▶ **Goal of the exercise**: Could you write the entries out again, exactly as they are?

▶ **Excerpts from a dataset**:
※
//! Local development server.

use std::fs;
use std::path::{Path, PathBuf};
use std::sync::{Arc, RwLock};

use tiny_http::{Header, Request, Response, Server};

use crate::error::{Error, Result};
use crate::pipeline::NOT_FOUND_PAGE;
use crate::portfolio::Portfolio;
use crate::routes::{self, Route};

/// Portfolio shared between the server and the rebuild watcher.
pub type SharedPortfolio = Arc<RwLock<Portfolio>>;

/// What to send back for a request.
#[derive(Debug, PartialEq, Eq)]
pub enum Reply {
    /// Serve this file with status 200
    File(PathBuf),
    /// Serve the not-found page (or plain text if it was not built) with 404
    NotFound,
}

/// Decide how to answer `target`. Project routes go through the portfolio
/// lookup so unknown slugs get the not-found page even if a stale file exists.
pub fn resolve(target: &str, output_dir: &Path, portfolio: &Portfolio) -> Reply {
    let route = Route::parse(target);

    if let Route::Project(slug) = &route
        && !portfolio.lookup(slug).is_found()
    {
        tracing::debug!(%slug, "unknown project");
        return Reply::NotFound;
    }

    match routes::file_for(&route, output_dir) {
        Some(path) if path.is_file() => Reply::File(path),
        _ => Reply::NotFound,
    }
}

/// Serve `output_dir` on `port` until the process is stopped.
pub fn serve(output_dir: &Path, portfolio: SharedPortfolio, port: u16) -> Result<()> {
    let addr = format!("0.0.0.0:{}", port);
    let server =
        Server::http(&addr).map_err(|e| Error::Other(format!("failed to start server: {}", e)))?;

    tracing::info!(url = %format!("http://localhost:{}", port), "serving site");
    println!(
        "\n  Serving at http://localhost:{}\n  Press Ctrl+C to stop\n",
        port
    );

    for request in server.incoming_requests() {
        let target = request.url().to_string();

        let reply = {
            let portfolio = portfolio.read().unwrap_or_else(|e| e.into_inner());
            resolve(&target, output_dir, &portfolio)
        };

        if let Err(e) = respond(request, reply, output_dir, &target) {
            tracing::warn!(path = %target, error = %e, "failed to respond");
        }
    }

    Ok(())
}

fn respond(request: Request, reply: Reply, output_dir: &Path, target: &str) -> Result<()> {
    match reply {
        Reply::File(path) => {
            let content = fs::read(&path)?;
            let response =
                Response::from_data(content).with_header(header(routes::content_type(&path))?);
            request.respond(response)?;
            tracing::debug!(path = %target, "200 OK");
        }
        Reply::NotFound => {
            let page = output_dir.join(NOT_FOUND_PAGE);
            let response = match fs::read(&page) {
                Ok(content) => Response::from_data(content)
                    .with_status_code(404)
                    .with_header(header("text/html; charset=utf-8")?),
                Err(_) => Response::from_string("404 Not Found")
                    .with_status_code(404)
                    .with_header(header("text/plain; charset=utf-8")?),
            };
            request.respond(response)?;
            tracing::debug!(path = %target, "404 Not Found");
        }
    }

    Ok(())
}

fn header(content_type: &str) -> Result<Header> {
    Header::from_bytes("Content-Type", content_type)
        .map_err(|()| Error::Other(format!("invalid content type: {}", content_type)))
}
※
▶ **Result**:
//! Local development server.

use std::fs;
use std::path::{Path, PathBuf};
use std::sync::{Arc, RwLock};

use tiny_http::{Header, Request, Response, Server};

use crate::error::{Error, Result};
use crate::pipeline::NOT_FOUND_PAGE;
use crate::portfolio::Portfolio;
use crate::routes::{self, Route};

/// Portfolio shared between the server and the rebuild watcher.
pub type SharedPortfolio = Arc<RwLock<Portfolio>>;

/// What to send back for a request.
#[derive(Debug, PartialEq, Eq)]
pub enum Reply {
    /// Serve this file with status 200
    File(PathBuf),
    /// Serve the not-found page (or plain text if it was not built) with 404
    NotFound,
}

/// Decide how to answer `target`. Project routes go through the portfolio
/// lookup so unknown slugs get the not-found page even if a stale file exists.
pub fn resolve(target: &str, output_dir: &Path, portfolio: &Portfolio) -> Reply {
    let route = Route::parse(target);

    if let Route::Project(slug) = &route
        && !portfolio.lookup(slug).is_found()
    {
        tracing::debug!(%slug, "unknown project");
        return Reply::NotFound;
    }

    match routes::file_for(&route, output_dir) {
        Some(path) if path.is_file() => Reply::File(path),
        _ => Reply::NotFound,
    }
}

/// Serve `output_dir` on `port` until the process is stopped.
pub fn serve(output_dir: &Path, portfolio: SharedPortfolio, port: u16) -> Result<()> {
    let addr = format!("0.0.0.0:{}", port);
    let server =
        Server::http(&addr).map_err(|e| Error::Other(format!("failed to start server: {}", e)))?;

    tracing::info!(url = %format!("http://localhost:{}", port), "serving site");
    println!(
        "\n  Serving at http://localhost:{}\n  Press Ctrl+C to stop\n",
        port
    );

    for request in server.incoming_requests() {
        let target = request.url().to_string();

        let reply = {
            let portfolio = portfolio.read().unwrap_or_else(|e| e.into_inner());
            resolve(&target, output_dir, &portfolio)
        };

        if let Err(e) = respond(request, reply, output_dir, &target) {
            tracing::warn!(path = %target, error = %e, "failed to respond");
        }
    }

    Ok(())
}

fn respond(request: Request, reply: Reply, output_dir: &Path, target: &str) -> Result<()> {
    match reply {
        Reply::File(path) => {
            let content = fs::read(&path)?;
            let response =
                Response::from_data(content).with_header(header(routes::content_type(&path))?);
            request.respond(response)?;
            tracing::debug!(path = %target, "200 OK");
        }
        Reply::NotFound => {
            let page = output_dir.join(NOT_FOUND_PAGE);
            let response = match fs::read(&page) {
                Ok(content) => Response::from_data(content)
                    .with_status_code(404)
                    .with_header(header("text/html; charset=utf-8")?),
                Err(_) => Response::from_string("404 Not Found")
                    .with_status_code(404)
                    .with_header(header("text/plain; charset=utf-8")?),
            };
            request.respond(response)?;
            tracing::debug!(path = %target, "404 Not Found");
        }
    }

    Ok(())
}

fn header(content_type: &str) -> Result<Header> {
    Header::from_bytes("Content-Type", content_type)
        .map_err(|()| Error::Other(format!("invalid content type: {}", content_type)))
}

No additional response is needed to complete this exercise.